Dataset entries

------------------------------------------------

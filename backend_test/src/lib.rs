use proc_macro::TokenStream;
use proc_macro2::TokenStream as TokenStream2;
use quote::{format_ident, quote};
use syn::{parse_macro_input, spanned::Spanned, FnArg, Ident, ItemFn, Pat, Signature, Type};

/// Transform an asynchronous test into a synchronous one and inject
/// dependencies.
///
/// Every test gets its own freshly seeded in-memory store, so tests never
/// see each other's ballots. Injectable dependencies are
/// [`rocket::local::asynchronous::Client`] and `crate::store::MemoryStore`
/// (a handle on the same tables the client's server uses).
///
/// `#[backend_test(voter)]` logs the client in as a voter who has not voted
/// yet; `#[backend_test(voted)]` as one who already has.
#[proc_macro_attribute]
pub fn backend_test(args: TokenStream, input: TokenStream) -> TokenStream {
    let mut item_fn = parse_macro_input!(input as ItemFn);

    // Extract type information and reject invalid function signatures.
    let test_args = match check_sig(item_fn.sig.clone()) {
        Ok(args) => args,
        Err(err) => {
            return err.into_compile_error().into();
        }
    };

    // Rename the future so the test can have its original name.
    let name = item_fn.sig.ident.clone();
    let new_name = format_ident!("{}_fut", name);
    item_fn.sig.ident = new_name.clone();

    // Log in the client as a voter if needed.
    let maybe_login = match parse_macro_input!(args as Option<Ident>) {
        Some(arg) => {
            let request = if arg == "voter" {
                quote! { crate::model::api::auth::LoginRequest::example() }
            } else if arg == "voted" {
                quote! { crate::model::api::auth::LoginRequest::example_voted() }
            } else {
                return syn::Error::new(arg.span(), "Expected `voter` or `voted`")
                    .into_compile_error()
                    .into();
            };
            // The response borrows the client, so keep it in its own scope.
            quote! {
                {
                    let response = rocket_client
                        .post(uri!(crate::api::auth::login))
                        .header(rocket::http::ContentType::JSON)
                        .body(rocket::serde::json::json!(#request).to_string())
                        .dispatch()
                        .await;
                    assert_eq!(rocket::http::Status::Ok, response.status(), "test login failed");
                }
            }
        }
        None => TokenStream2::new(),
    };

    // Rewrite the test function.
    quote! {
        #[test]
        fn #name() {
            /// Test setup.
            async fn setup() -> (rocket::local::asynchronous::Client, crate::store::MemoryStore) {
                let store = crate::store::MemoryStore::seeded();
                let rocket_client = rocket::local::asynchronous::Client::tracked(
                    crate::rocket_for_store(crate::test_figment(), store.clone()),
                )
                .await
                .unwrap();

                #maybe_login

                (rocket_client, store)
            }

            /// The test itself.
            #item_fn

            let runtime = rocket::tokio::runtime::Builder::new_multi_thread()
                .thread_name("rocket-worker-test-thread")
                .worker_threads(1)
                .enable_all()
                .build()
                .unwrap();

            runtime.block_on(async {
                #[allow(unused_variables)]
                let (rocket_client, store) = setup().await;
                #new_name(#(#test_args),*).await;
            });
        }
    }
    .into()
}

/// Ensure the wrapped test is async, extract parameters to inject, and reject unknown parameters.
fn check_sig(sig: Signature) -> Result<Vec<TokenStream2>, syn::Error> {
    if sig.asyncness.is_none() {
        return Err(syn::Error::new(sig.span(), "Test must be marked `async`"));
    }

    let mut has_client = false;
    let mut has_store = false;
    let mut args = vec![];

    for input in &sig.inputs {
        if let FnArg::Typed(pat_type) = input {
            if let (Pat::Ident(_), Type::Path(type_path)) = (&*pat_type.pat, &*pat_type.ty) {
                if let Some(type_ident) = type_path.path.segments.last().map(|s| &s.ident) {
                    if type_ident == "Client" {
                        if has_client {
                            return Err(syn::Error::new(
                                input.span(),
                                "Test cannot accept more than one `rocket::local::asynchronous::Client`",
                            ));
                        }
                        has_client = true;
                        args.push(quote! { rocket_client });
                        continue;
                    } else if type_ident == "MemoryStore" {
                        if has_store {
                            return Err(syn::Error::new(
                                input.span(),
                                "Test cannot accept more than one `MemoryStore`",
                            ));
                        }
                        has_store = true;
                        args.push(quote! { store });
                        continue;
                    }
                }
            }
        }

        return Err(syn::Error::new(
            input.span(),
            "Expected one of `client_ident: Client` or `store_ident: MemoryStore`",
        ));
    }

    Ok(args)
}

------------------------------------------------

◆ **Activity**
How many lines of the data contain "model"? Work it out and give only the number.

◆ **Answer to this task**
2